Mecham was indicted by a state grand jury last week on six felony counts, charging him and his brother, Willard, with attempting to conceal a $350,000 campaign loan in state-required financial reports.
The first-term Republican governor also is the target of a recall drive as well as the subject of a House investigation to determine whether enough evidence exists to warrant impeachment proceedings.
The Arizona Republic newspaper, in its Friday editions, printed the text of an open letter of apology signed by the governor.
“I apologize to the people of Arizona for any of my actions or mistakes which may have sparked embarrassing publicity for our state,” Mecham wrote. “I have been well-intentioned, but I now know that I may have been the cause of legitimate concerns.”
Among those mistakes was the governor’s rescinding of a paid state holiday honoring Martin Luther King, Jr., Mecham wrote. He said, in retrospect, he would have “immediately” declared a legal Sunday holiday.
Mecham spokesman Ken Smith told the Republic the letter was drafted originally by GOP National Committeeman Jack Londen in December. Smith said he rewrote portions of it and had the governor sign it.
Ellison said Mecham and his brother were processed at the Phoenix offices of Mecham’s attorney, Murray Miller, between 3:30 p.m. and 4 p.m.
Asked whether it was unusual for processing to take place outside the sheriff’s office, Ellison said, “It’s unusual, but it’s not unheard of. It depends on the circumstances.
“Security is a factor … if a person is incapacitated, those kinds of things,” Ellison said. “We did work closely with the governor’s security force. There were no demands one way or the other.”
Before the court date, the person must be processed to “put him into the system,” Ellison said.
Jack Londen had drafted the apology some weeks before following a meeting between Mecham and senior Republicans. I took Londen’s draft to Mecham and, after a long debate with him, convinced him to at least meet with Londen to discuss a letter of apology.
Londen had several meetings with Mecham during the day and ultimately convinced him that some sort of letter was necessary.
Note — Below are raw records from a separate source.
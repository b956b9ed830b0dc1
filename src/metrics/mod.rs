pub mod tracker;
pub mod types;

pub use tracker::{MetricsTracker, RequestOutcome};
pub use types::{
    AttemptRecord, IpChange, IpChangeReason, MAX_ALL_ATTEMPTS, MAX_IP_CHANGES,
    MAX_REQUESTS_PER_IP, MetricsSummary, VpnIpHistory, VpnMetrics, WorkerSummary,
};

pub(crate) fn now_unix_ms() -> u64 {
    std::time::SystemTime::now()
        .duration_since(std::time::UNIX_EPOCH)
        .map(|d| d.as_millis() as u64)
        .unwrap_or(0)
}
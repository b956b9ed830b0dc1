use std::path::{Path, PathBuf};
use std::process::Stdio;
use std::sync::atomic::{AtomicU64, Ordering};
use std::time::Duration;
use tokio::process::Command;

use crate::block_detect::is_block_message;
use crate::config::WorkerConfig;
use crate::logging::{redact_url, tail_chars};
use crate::worker::timecode::section_arg;

const STDERR_TAIL_CHARS: usize = 500;

#[derive(Debug)]
pub enum ToolError {
    Spawn {
        program: String,
        source: std::io::Error,
    },
    Timeout {
        after: Duration,
    },
    Failed {
        code: Option<i32>,
        stderr: String,
    },
    MissingOutput {
        path: PathBuf,
    },
}

impl ToolError {
    /// Whether the failure looks like the source refusing this exit IP.
    pub fn is_block(&self) -> bool {
        match self {
            Self::Failed { stderr, .. } => is_block_message(stderr),
            _ => false,
        }
    }
}

impl std::fmt::Display for ToolError {
    fn fmt(&self, f: &mut std::fmt::Formatter<'_>) -> std::fmt::Result {
        match self {
            Self::Spawn { program, source } => write!(f, "failed to start {program}: {source}"),
            Self::Timeout { after } => {
                write!(f, "yt-dlp timed out after {}s", after.as_secs())
            }
            Self::Failed { code, stderr } => match code {
                Some(code) => write!(f, "yt-dlp exited with {code}: {}", stderr.trim()),
                None => write!(f, "yt-dlp was terminated: {}", stderr.trim()),
            },
            Self::MissingOutput { path } => {
                write!(f, "yt-dlp finished but {} was not written", path.display())
            }
        }
    }
}

impl std::error::Error for ToolError {
    fn source(&self) -> Option<&(dyn std::error::Error + 'static)> {
        match self {
            Self::Spawn { source, .. } => Some(source),
            _ => None,
        }
    }
}

/// Every clip in the fleet is MP3.
pub const AUDIO_FORMAT: &str = "mp3";
pub const AUDIO_CONTENT_TYPE: &str = "audio/mpeg";

/// Runs yt-dlp to cut one audio section to disk.
#[derive(Debug, Clone)]
pub struct YtDlp {
    program: String,
    output_dir: PathBuf,
    timeout: Duration,
}

impl YtDlp {
    pub fn new(program: impl Into<String>, output_dir: impl Into<PathBuf>, timeout: Duration) -> Self {
        Self {
            program: program.into(),
            output_dir: output_dir.into(),
            timeout,
        }
    }

    pub fn from_config(cfg: &WorkerConfig) -> Self {
        Self::new(
            &cfg.ytdlp_path,
            &cfg.output_dir,
            Duration::from_secs(cfg.tool_timeout_secs.max(1)),
        )
    }

    pub fn output_dir(&self) -> &Path {
        &self.output_dir
    }

    pub fn args(&self, video_url: &str, start_ms: u64, end_ms: u64, template: &Path) -> Vec<String> {
        vec![
            "-x".to_string(),
            "--audio-format".to_string(),
            AUDIO_FORMAT.to_string(),
            "--download-sections".to_string(),
            section_arg(start_ms, end_ms),
            "--force-keyframes-at-cuts".to_string(),
            "--no-playlist".to_string(),
            "--no-progress".to_string(),
            "-o".to_string(),
            template.display().to_string(),
            video_url.to_string(),
        ]
    }

    /// Returns the path of the finished audio file. The caller owns it.
    pub async fn extract(
        &self,
        video_url: &str,
        start_ms: u64,
        end_ms: u64,
    ) -> Result<PathBuf, ToolError> {
        tokio::fs::create_dir_all(&self.output_dir)
            .await
            .map_err(|source| ToolError::Spawn {
                program: self.program.clone(),
                source,
            })?;

        let stem = unique_stem(start_ms, end_ms);
        let template = self.output_dir.join(format!("{stem}.%(ext)s"));
        let expected = self.output_dir.join(format!("{stem}.{AUDIO_FORMAT}"));

        tracing::info!(
            url = %redact_url(video_url),
            start_ms,
            end_ms,
            "running yt-dlp"
        );
        let child = Command::new(&self.program)
            .args(self.args(video_url, start_ms, end_ms, &template))
            .stdin(Stdio::null())
            .stdout(Stdio::null())
            .stderr(Stdio::piped())
            .kill_on_drop(true)
            .spawn()
            .map_err(|source| ToolError::Spawn {
                program: self.program.clone(),
                source,
            })?;

        // Dropping the output future on timeout kills the child.
        let output = match tokio::time::timeout(self.timeout, child.wait_with_output()).await {
            Ok(Ok(output)) => output,
            Ok(Err(source)) => {
                return Err(ToolError::Spawn {
                    program: self.program.clone(),
                    source,
                });
            }
            Err(_) => {
                tracing::warn!(after_secs = self.timeout.as_secs(), "yt-dlp timed out; killed");
                remove_quietly(&expected).await;
                return Err(ToolError::Timeout {
                    after: self.timeout,
                });
            }
        };

        if !output.status.success() {
            let stderr = String::from_utf8_lossy(&output.stderr);
            remove_quietly(&expected).await;
            return Err(ToolError::Failed {
                code: output.status.code(),
                stderr: tail_chars(stderr.trim(), STDERR_TAIL_CHARS),
            });
        }
        if tokio::fs::metadata(&expected).await.is_err() {
            return Err(ToolError::MissingOutput { path: expected });
        }
        Ok(expected)
    }
}

fn unique_stem(start_ms: u64, end_ms: u64) -> String {
    static NEXT: AtomicU64 = AtomicU64::new(1);
    let seq = NEXT.fetch_add(1, Ordering::Relaxed);
    let nanos = std::time::SystemTime::now()
        .duration_since(std::time::UNIX_EPOCH)
        .map(|d| d.as_nanos())
        .unwrap_or(0);
    format!("clip_{start_ms}_{end_ms}_{nanos}_{seq}")
}

async fn remove_quietly(path: &Path) {
    if let Err(err) = tokio::fs::remove_file(path).await
        && err.kind() != std::io::ErrorKind::NotFound
    {
        tracing::debug!(path = %path.display(), error = %err, "failed to remove tool output");
    }
}
#[cfg(test)]
mod tests {
    use super::*;
    use crate::dispatch::transport::{DownloadFailure, HealthProbe};
    use std::collections::HashMap;
    use std::sync::Mutex;

    #[derive(Clone)]
    enum Script {
        Down,
        ProbeError,
        Ok,
        Block,
        Timeout,
        Truncated,
    }

    struct FakeTransport {
        scripts: HashMap<String, Script>,
        calls: Mutex<Vec<(String, &'static str)>>,
    }

    impl FakeTransport {
        fn new(scripts: &[(&str, Script)]) -> Self {
            Self {
                scripts: scripts
                    .iter()
                    .map(|(id, s)| (id.to_string(), s.clone()))
                    .collect(),
                calls: Mutex::new(Vec::new()),
            }
        }

        fn calls(&self) -> Vec<(String, &'static str)> {
            self.calls.lock().unwrap().clone()
        }
    }

    impl WorkerTransport for FakeTransport {
        async fn probe(&self, worker: &WorkerEndpoint) -> std::result::Result<HealthProbe, String> {
            self.calls.lock().unwrap().push((worker.id.clone(), "probe"));
            match self.scripts[&worker.id] {
                Script::Down => Ok(HealthProbe::default()),
                Script::ProbeError => Err("health check timed out".to_string()),
                _ => Ok(HealthProbe {
                    public_ip: Some(format!("10.0.0.{}", worker.port)),
                    location: Some("Oslo, Norway".to_string()),
                }),
            }
        }

        async fn download(
            &self,
            worker: &WorkerEndpoint,
            _req: &SliceRequest,
            dest: &Path,
        ) -> std::result::Result<u64, DownloadFailure> {
            self.calls.lock().unwrap().push((worker.id.clone(), "download"));
            match self.scripts[&worker.id] {
                Script::Ok => {
                    tokio::fs::write(dest, b"ID3audio").await.unwrap();
                    Ok(8)
                }
                Script::Block => Err(DownloadFailure {
                    kind: FailureKind::Blocked,
                    status: Some(403),
                    message: "HTTP 403: Sign in to confirm you're not a bot".to_string(),
                }),
                Script::Timeout => Err(DownloadFailure {
                    kind: FailureKind::Timeout,
                    status: None,
                    message: "download timed out".to_string(),
                }),
                Script::Truncated => {
                    tokio::fs::write(dest, b"ID3").await.unwrap();
                    Err(DownloadFailure {
                        kind: FailureKind::Timeout,
                        status: None,
                        message: "connection reset mid-body".to_string(),
                    })
                }
                Script::Down | Script::ProbeError => unreachable!("download after failed pre-flight"),
            }
        }
    }

    fn temp_dir(tag: &str) -> PathBuf {
        let nanos = std::time::SystemTime::now()
            .duration_since(std::time::UNIX_EPOCH)
            .expect("clock")
            .as_nanos();
        std::env::temp_dir().join(format!("vpn-fleet-dispatch-{tag}-{nanos}"))
    }

    fn manager(scripts: &[(&str, Script)], tag: &str) -> VpnDownloadManager<FakeTransport> {
        let workers = scripts
            .iter()
            .enumerate()
            .map(|(i, (id, _))| WorkerEndpoint::new(*id, "127.0.0.1", 3001 + i as u16))
            .collect();
        VpnDownloadManager::new(
            workers,
            FakeTransport::new(scripts),
            Arc::new(MetricsTracker::new()),
            temp_dir(tag),
        )
    }

    const URL: &str = "https://www.youtube.com/watch?v=dQw4w9WgXcQ";

    #[tokio::test]
    async fn rotation_start_advances_by_one_per_job() {
        let m = manager(
            &[("worker-1", Script::Ok), ("worker-2", Script::Ok), ("worker-3", Script::Ok)],
            "rotation",
        );
        let mut winners = Vec::new();
        for _ in 0..7 {
            assert_eq!(m.rotation_index(), winners.len() % 3);
            let r = m.download_audio(URL, 0, 5000, None).await.unwrap();
            winners.push(r.successful_proxy.unwrap());
        }
        assert_eq!(
            winners,
            vec![
                "worker-1", "worker-2", "worker-3", "worker-1", "worker-2", "worker-3", "worker-1"
            ]
        );
        let _ = std::fs::remove_dir_all(&m.output_dir);
    }

    #[tokio::test]
    async fn first_success_stops_the_job() {
        let m = manager(&[("worker-1", Script::Ok), ("worker-2", Script::Ok)], "first");
        let r = m.download_audio(URL, 1000, 4000, Some("task-9")).await.unwrap();
        assert_eq!(r.total_attempts, 1);
        assert_eq!(r.vpn_attempts.len(), 1);
        assert!(r.vpn_attempts[0].success);
        assert_eq!(r.bytes, 8);
        let name = r.file_path.file_name().unwrap().to_str().unwrap();
        assert!(name.starts_with("task-9_1000_4000_") && name.ends_with(".mp3"), "{name}");
        assert!(r.file_path.exists());
        assert!(m.transport.calls().iter().all(|(id, _)| id == "worker-1"));
        let _ = std::fs::remove_dir_all(&m.output_dir);
    }

    #[tokio::test]
    async fn rerun_of_a_task_keeps_earlier_clips() {
        let ok = manager(&[("worker-1", Script::Ok)], "rerun");
        let first = ok.download_audio(URL, 0, 1000, Some("task-7")).await.unwrap();
        let second = ok.download_audio(URL, 0, 1000, Some("task-7")).await.unwrap();
        assert_ne!(first.file_path, second.file_path);

        let failing = VpnDownloadManager::new(
            vec![WorkerEndpoint::new("worker-1", "127.0.0.1", 3001)],
            FakeTransport::new(&[("worker-1", Script::Truncated)]),
            Arc::new(MetricsTracker::new()),
            ok.output_dir.clone(),
        );
        assert!(failing.download_audio(URL, 0, 1000, Some("task-7")).await.is_err());

        assert!(first.file_path.exists());
        assert!(second.file_path.exists());
        let left = std::fs::read_dir(&ok.output_dir).unwrap().count();
        assert_eq!(left, 2, "partial download must be removed");
        let _ = std::fs::remove_dir_all(&ok.output_dir);
    }

    #[tokio::test]
    async fn tunnel_down_is_skipped_without_download_call() {
        let m = manager(&[("worker-1", Script::Down), ("worker-2", Script::Ok)], "skip");
        let r = m.download_audio(URL, 0, 3000, None).await.unwrap();
        assert_eq!(r.successful_proxy.as_deref(), Some("worker-2"));
        assert_eq!(
            m.transport.calls(),
            vec![
                ("worker-1".to_string(), "probe"),
                ("worker-2".to_string(), "probe"),
                ("worker-2".to_string(), "download"),
            ]
        );
        let skipped = &r.vpn_attempts[0];
        assert!(!skipped.success);
        assert_eq!(skipped.failure, Some(FailureKind::TunnelDown));
        assert!(skipped.error.as_deref().unwrap().starts_with(TUNNEL_DOWN_SKIP));
        let _ = std::fs::remove_dir_all(&m.output_dir);
    }

    #[tokio::test]
    async fn two_down_then_third_succeeds() {
        let m = manager(
            &[
                ("worker-1", Script::Down),
                ("worker-2", Script::ProbeError),
                ("worker-3", Script::Ok),
            ],
            "scenario",
        );
        let r = m.download_audio(URL, 0, 10_000, Some("job-1")).await.unwrap();
        assert_eq!(r.total_attempts, 3);
        assert_eq!(r.successful_proxy.as_deref(), Some("worker-3"));
        for (i, a) in r.vpn_attempts[..2].iter().enumerate() {
            assert_eq!(a.attempt_number, i + 1);
            assert!(!a.success);
            assert!(a.ip.is_none());
            assert!(a.error.as_deref().unwrap().starts_with(TUNNEL_DOWN_SKIP));
        }
        assert_eq!(r.vpn_attempts[2].attempt_number, 3);

        // Skips still reach the metrics ledger, without an IP.
        let trail = m.metrics().attempts_for_task("job-1");
        assert_eq!(trail.len(), 3);
        assert!(trail[0].ip.is_none());
        assert_eq!(trail[2].ip.as_deref(), Some("10.0.0.3003"));
        let _ = std::fs::remove_dir_all(&m.output_dir);
    }

    #[tokio::test]
    async fn exhausted_fleet_reports_every_worker() {
        let m = manager(
            &[
                ("worker-1", Script::Block),
                ("worker-2", Script::Timeout),
                ("worker-3", Script::Down),
            ],
            "exhausted",
        );
        let err = m.download_audio(URL, 0, 2000, None).await.unwrap_err();
        let attempts = err.attempts();
        assert_eq!(attempts.len(), 3);
        let msg = err.to_string();
        for id in ["worker-1", "worker-2", "worker-3"] {
            assert!(msg.contains(id), "{msg}");
        }
        assert!(msg.contains("Sign in to confirm"));
        assert!(msg.contains("download timed out"));

        let w1 = m.stats().get("worker-1").unwrap();
        assert_eq!((w1.attempts, w1.failures, w1.blocks), (1, 1, 1));
        let w2 = m.stats().get("worker-2").unwrap();
        assert_eq!((w2.attempts, w2.failures, w2.blocks), (1, 1, 0));
        for s in m.stats().snapshot() {
            assert_eq!(s.attempts, s.successes + s.failures);
        }
        // No partial file left behind.
        let leftover = std::fs::read_dir(&m.output_dir).unwrap().count();
        assert_eq!(leftover, 0);
        let _ = std::fs::remove_dir_all(&m.output_dir);
    }

    #[tokio::test]
    async fn each_worker_tried_once_even_when_rotation_starts_mid_list() {
        let m = manager(
            &[
                ("worker-1", Script::Block),
                ("worker-2", Script::Block),
                ("worker-3", Script::Block),
            ],
            "once",
        );
        let _ = m.download_audio(URL, 0, 1000, None).await;
        let err = m.download_audio(URL, 0, 1000, None).await.unwrap_err();
        let order: Vec<&str> = err.attempts().iter().map(|a| a.proxy.as_str()).collect();
        assert_eq!(order, vec!["worker-2", "worker-3", "worker-1"]);
        let _ = std::fs::remove_dir_all(&m.output_dir);
    }

    #[tokio::test]
    async fn health_scored_order_prefers_reliable_worker() {
        let pool = Arc::new(HealthScoredPool::new([
            "worker-1".to_string(),
            "worker-2".to_string(),
        ]));
        pool.record_failure("worker-1");
        let m = manager(&[("worker-1", Script::Ok), ("worker-2", Script::Ok)], "scored")
            .with_order(CandidateOrder::HealthScored(pool.clone()));
        let r = m.download_audio(URL, 0, 1000, None).await.unwrap();
        assert_eq!(r.successful_proxy.as_deref(), Some("worker-2"));
        let _ = std::fs::remove_dir_all(&m.output_dir);
    }

    #[tokio::test]
    async fn rejects_empty_fleet_and_bad_ranges() {
        let m = manager(&[], "empty");
        assert!(matches!(
            m.download_audio(URL, 0, 1000, None).await,
            Err(DispatchError::NoWorkers)
        ));
        let m = manager(&[("worker-1", Script::Ok)], "range");
        assert!(matches!(
            m.download_audio(URL, 2000, 1000, None).await,
            Err(DispatchError::InvalidRequest(_))
        ));
    }

    #[test]
    fn file_stems_are_sanitized() {
        assert_eq!(sanitize_file_stem("a/b c:1"), "a_b_c_1");
        assert_eq!(random_hex(4).len(), 8);
    }
}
I took Londen’s draft and wrote the letter of apology. Mecham fussed with it for hours, making change after change, then finally agreed to sign it as written.
Londen and I were very pleased with the play the letter got the next morning, despite being positioned next to the article on his booking. By that night, however, Michael Murphy from the Phoenix Gazette phoned Mecham at home and Mecham denied that he had apologized.
As for the booking, I greatly appreciated the Phoenix Police Department for its concern about media hype. The fingerprinting of Evan and Willard at Miller’s office was worked out by the Phoenix police at my request to avoid another round of sensational news.